Johnson, an African-American who served as school groundskeeper, claimed his disease was caused by four years of routinely applying Monsanto’s Roundup weed killer on school property. The jury awarded $39 million in compensatory damages for medical costs and future lost income, and $250 million in “punitive,” damages, finding that Monsanto acted with “malice.”

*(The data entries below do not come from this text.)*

//! # Backing Allocators
//!
//! The seam between the lifecycle manager and whatever actually produces
//! device-addressable memory (a kernel driver, a hypervisor channel, host
//! RAM in tests).

use alloc::boxed::Box;
use alloc::sync::Arc;
use core::alloc::Layout;
use core::fmt;
use core::ptr::NonNull;
use core::sync::atomic::{AtomicU64, AtomicUsize, Ordering};

use ember_core::memory::{regions, MemoryConstants};
use ember_core::{AddressingMode, AllocationStatus, ByteSize, GpuAddr, VaRange};

use crate::address_space::AddressSpace;
use crate::allocation::{Allocation, AllocationRequest};

// =============================================================================
// BACKING MEMORY
// =============================================================================

/// Memory produced by a [`BackingAllocator`]
///
/// Owned by exactly one [`Allocation`] and handed back to the allocator when
/// that allocation is dropped.
#[derive(Debug)]
pub struct BackingMemory {
    cpu_ptr: Option<NonNull<u8>>,
    gpu_range: VaRange,
    size: ByteSize,
    alignment: u64,
    addressing: AddressingMode,
    host_owned: bool,
}

impl BackingMemory {
    /// Describe a piece of backing memory
    ///
    /// `host_owned` marks caller-owned memory that must not be freed on
    /// release.
    pub fn new(
        cpu_ptr: Option<NonNull<u8>>,
        gpu_range: VaRange,
        size: ByteSize,
        alignment: u64,
        addressing: AddressingMode,
        host_owned: bool,
    ) -> Self {
        Self {
            cpu_ptr,
            gpu_range,
            size,
            alignment,
            addressing,
            host_owned,
        }
    }

    /// CPU mapping
    pub fn cpu_ptr(&self) -> Option<NonNull<u8>> {
        self.cpu_ptr
    }

    /// Device virtual address
    pub fn gpu_addr(&self) -> GpuAddr {
        self.gpu_range.start
    }

    /// Reserved VA range (page granular)
    pub fn gpu_range(&self) -> VaRange {
        self.gpu_range
    }

    /// Usable size
    pub fn size(&self) -> ByteSize {
        self.size
    }

    /// Alignment of the CPU mapping
    pub fn alignment(&self) -> u64 {
        self.alignment
    }

    /// VA window
    pub fn addressing_mode(&self) -> AddressingMode {
        self.addressing
    }

    /// Whether the memory belongs to the caller
    pub fn is_host_owned(&self) -> bool {
        self.host_owned
    }
}

// =============================================================================
// BACKING ALLOCATOR TRAIT
// =============================================================================

/// Producer of device-addressable memory
pub trait BackingAllocator: Send + Sync + fmt::Debug {
    /// Allocate memory for `request`, or report why not
    fn allocate(&self, request: &AllocationRequest) -> Result<BackingMemory, AllocationStatus>;

    /// Return memory obtained from [`allocate`](Self::allocate)
    fn release(&self, memory: BackingMemory);

    /// Physically evict allocations that left every residency set
    fn evict(&self, allocations: &[Arc<Allocation>]) -> Result<(), AllocationStatus> {
        let _ = allocations;
        Ok(())
    }
}

impl<T: BackingAllocator + ?Sized> BackingAllocator for Arc<T> {
    fn allocate(&self, request: &AllocationRequest) -> Result<BackingMemory, AllocationStatus> {
        (**self).allocate(request)
    }

    fn release(&self, memory: BackingMemory) {
        (**self).release(memory)
    }

    fn evict(&self, allocations: &[Arc<Allocation>]) -> Result<(), AllocationStatus> {
        (**self).evict(allocations)
    }
}

// =============================================================================
// SHARED BACKING
// =============================================================================

/// Backing allocator plus the usage counters every allocation reports into
#[derive(Debug)]
pub(crate) struct Backing {
    allocator: Box<dyn BackingAllocator>,
    memory_in_use: AtomicU64,
    allocation_count: AtomicUsize,
}

impl Backing {
    pub(crate) fn new(allocator: Box<dyn BackingAllocator>) -> Self {
        Self {
            allocator,
            memory_in_use: AtomicU64::new(0),
            allocation_count: AtomicUsize::new(0),
        }
    }

    pub(crate) fn allocate(
        &self,
        request: &AllocationRequest,
    ) -> Result<BackingMemory, AllocationStatus> {
        let memory = self.allocator.allocate(request)?;
        self.memory_in_use
            .fetch_add(memory.size().as_bytes(), Ordering::Relaxed);
        self.allocation_count.fetch_add(1, Ordering::Relaxed);
        Ok(memory)
    }

    pub(crate) fn release(&self, memory: BackingMemory) {
        self.memory_in_use
            .fetch_sub(memory.size().as_bytes(), Ordering::Relaxed);
        self.allocation_count.fetch_sub(1, Ordering::Relaxed);
        self.allocator.release(memory);
    }

    pub(crate) fn evict(&self, allocations: &[Arc<Allocation>]) -> Result<(), AllocationStatus> {
        self.allocator.evict(allocations)
    }

    pub(crate) fn memory_in_use(&self) -> u64 {
        self.memory_in_use.load(Ordering::Relaxed)
    }

    pub(crate) fn allocation_count(&self) -> usize {
        self.allocation_count.load(Ordering::Relaxed)
    }
}

// =============================================================================
// HOST MEMORY BACKING
// =============================================================================

/// Backing allocator over the global heap
///
/// Memory is zeroed and aligned; GPU addresses come from a full-range VA
/// space and a separate 32-bit internal window. Useful for software
/// submission and tests.
pub struct HostMemoryBacking {
    full: spin::Mutex<AddressSpace>,
    internal: spin::Mutex<AddressSpace>,
    /// Refuse allocations that would exceed this many bytes
    limit: Option<u64>,
    in_use: AtomicU64,
    evicted: AtomicU64,
}

impl HostMemoryBacking {
    /// Unlimited host backing with the standard VA windows
    pub fn new() -> Self {
        Self::with_ranges(regions::FULL, regions::INTERNAL_HEAP)
    }

    /// Host backing over explicit VA windows
    pub fn with_ranges(full: VaRange, internal: VaRange) -> Self {
        Self {
            full: spin::Mutex::new(AddressSpace::new(full)),
            internal: spin::Mutex::new(AddressSpace::new(internal)),
            limit: None,
            in_use: AtomicU64::new(0),
            evicted: AtomicU64::new(0),
        }
    }

    /// Cap the number of bytes this backing hands out
    pub fn with_limit(mut self, bytes: u64) -> Self {
        self.limit = Some(bytes);
        self
    }

    /// Bytes currently allocated
    pub fn in_use(&self) -> u64 {
        self.in_use.load(Ordering::Relaxed)
    }

    /// Allocations passed to [`BackingAllocator::evict`] so far
    pub fn evicted(&self) -> u64 {
        self.evicted.load(Ordering::Relaxed)
    }

    fn space(&self, mode: AddressingMode) -> &spin::Mutex<AddressSpace> {
        match mode {
            AddressingMode::Full => &self.full,
            AddressingMode::Internal32 => &self.internal,
        }
    }

    fn reserve_va(
        &self,
        mode: AddressingMode,
        size: ByteSize,
        alignment: u64,
    ) -> Result<VaRange, AllocationStatus> {
        self.space(mode).lock().reserve(size, alignment).map_err(|e| {
            log::warn!("VA reservation of {} failed: {}", size, e);
            AllocationStatus::Error
        })
    }

    fn wrap_host_ptr(
        &self,
        request: &AllocationRequest,
        ptr: NonNull<u8>,
    ) -> Result<BackingMemory, AllocationStatus> {
        if (ptr.as_ptr() as usize as u64) % MemoryConstants::HOST_PTR_ALIGNMENT != 0 {
            return Err(AllocationStatus::InvalidHostPointer);
        }
        let mode = request.addressing_mode();
        let range = self.reserve_va(mode, request.size, MemoryConstants::PAGE_SIZE)?;
        Ok(BackingMemory::new(
            Some(ptr),
            range,
            request.size,
            MemoryConstants::HOST_PTR_ALIGNMENT,
            mode,
            true,
        ))
    }
}

impl Default for HostMemoryBacking {
    fn default() -> Self {
        Self::new()
    }
}

impl fmt::Debug for HostMemoryBacking {
    fn fmt(&self, f: &mut fmt::Formatter<'_>) -> fmt::Result {
        f.debug_struct("HostMemoryBacking")
            .field("limit", &self.limit)
            .field("in_use", &self.in_use())
            .finish()
    }
}

impl BackingAllocator for HostMemoryBacking {
    fn allocate(&self, request: &AllocationRequest) -> Result<BackingMemory, AllocationStatus> {
        if request.size.as_bytes() == 0 {
            return Err(AllocationStatus::Error);
        }
        if let Some(ptr) = request.host_ptr {
            return self.wrap_host_ptr(request, ptr);
        }

        let size = request.size.as_bytes();
        if let Some(limit) = self.limit {
            if self.in_use().saturating_add(size) > limit {
                return Err(AllocationStatus::Error);
            }
        }

        let alignment = request.effective_alignment();
        let layout = Layout::from_size_align(request.size.as_usize(), alignment as usize)
            .map_err(|_| AllocationStatus::Error)?;

        let mode = request.addressing_mode();
        let range = self.reserve_va(mode, request.size, alignment)?;

        // SAFETY: layout has non-zero size
        let raw = unsafe { alloc::alloc::alloc_zeroed(layout) };
        let Some(ptr) = NonNull::new(raw) else {
            if let Err(e) = self.space(mode).lock().release(range) {
                log::warn!("releasing VA range {:?} after failed allocation: {}", range, e);
            }
            return Err(AllocationStatus::Error);
        };

        self.in_use.fetch_add(size, Ordering::Relaxed);
        Ok(BackingMemory::new(
            Some(ptr),
            range,
            request.size,
            alignment,
            mode,
            false,
        ))
    }

    fn release(&self, memory: BackingMemory) {
        if let Err(e) = self
            .space(memory.addressing_mode())
            .lock()
            .release(memory.gpu_range())
        {
            log::warn!("releasing unknown VA range {:?}: {}", memory.gpu_range(), e);
        }

        if memory.is_host_owned() {
            return;
        }
        let Some(ptr) = memory.cpu_ptr() else {
            return;
        };
        match Layout::from_size_align(memory.size().as_usize(), memory.alignment() as usize) {
            // SAFETY: same pointer and layout as the allocation in `allocate`
            Ok(layout) => unsafe { alloc::alloc::dealloc(ptr.as_ptr(), layout) },
            Err(_) => log::warn!("leaking host memory with invalid layout"),
        }
        self.in_use
            .fetch_sub(memory.size().as_bytes(), Ordering::Relaxed);
    }

    fn evict(&self, allocations: &[Arc<Allocation>]) -> Result<(), AllocationStatus> {
        self.evicted
            .fetch_add(allocations.len() as u64, Ordering::Relaxed);
        Ok(())
    }
}

static_assertions::assert_impl_all!(HostMemoryBacking: Send, Sync);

In October, San Francisco Superior Court Judge Suzanne Bolanos affirmed the jury verdict, but she also held that the California Constitution limits punitive damages to no more than compensatory damages. She reduced overall damages awarded to $78 million, subject to Johnson’s agreement. Johnson may have fewer than three years to live and he accepted the ruling on November 1.
Monsanto, a unit of the transnational chemical and drug giant Bayer AG, consistently denies that Roundup or its “active ingredient,” glyphosate, causes cancer. But Monsanto has also tried to undermine a 2015 finding classifying glyphosate as “probably carcinogenic in humans,” as determined by the International Agency for Research on Cancer (IARC), part of the World Health Organization. Monsanto never tested the carcinogenicity of Roundup “formulations” containing glyphosate along with other ingredients, which the company may consider proprietary.
As Johnson’s experience demonstrates, glyphosate/Roundup is used to kill weeds in residential and public recreational settings. Glyphosate is also applied in agriculture. In the Pacific Northwest, use of this weed killer includes wheat, sugar beets, pastures, and the floors of orchard crops.
Negative publicity around the chemical has already had an impact on a glyphosate application in the region. When Pope Resources, a private timber company, proposed spraying glyphosate over its land in northern Kitsap County, Washington, the Kitsap Environmental Coalition filed an appeal with the Washington State Pollution Hearings Control Board. In response, Pope announced it would delay spraying until February 2019, when the appeal hearing is scheduled.
But concerns in Cascadia for the weed killer’s effects date back further. When Sightline last covered glyphosate and Roundup, we reported that Monsanto created genetically modified crops resistant to this particular herbicide. In June 2013, Monsanto’s glyphosate-resistant wheat was found in the field of an Oregon grower who had planted traditional, unmodified wheat. US wheat growers, including organic growers, worried that this contamination would damage exports to Japan and other countries, including the European Union, where genetically modified foods are poorly received. As a result, the Center for Food Safety and several Northwest wheat growers filed a class-action lawsuit against Monsanto.
In November 2014, Monsanto settled the suit with specific plaintiffs, agreeing to pay wheat grower associations in Idaho, Oregon, and Washington State. The company also paid over $2 million into a settlement fund for wheat growers in the same states.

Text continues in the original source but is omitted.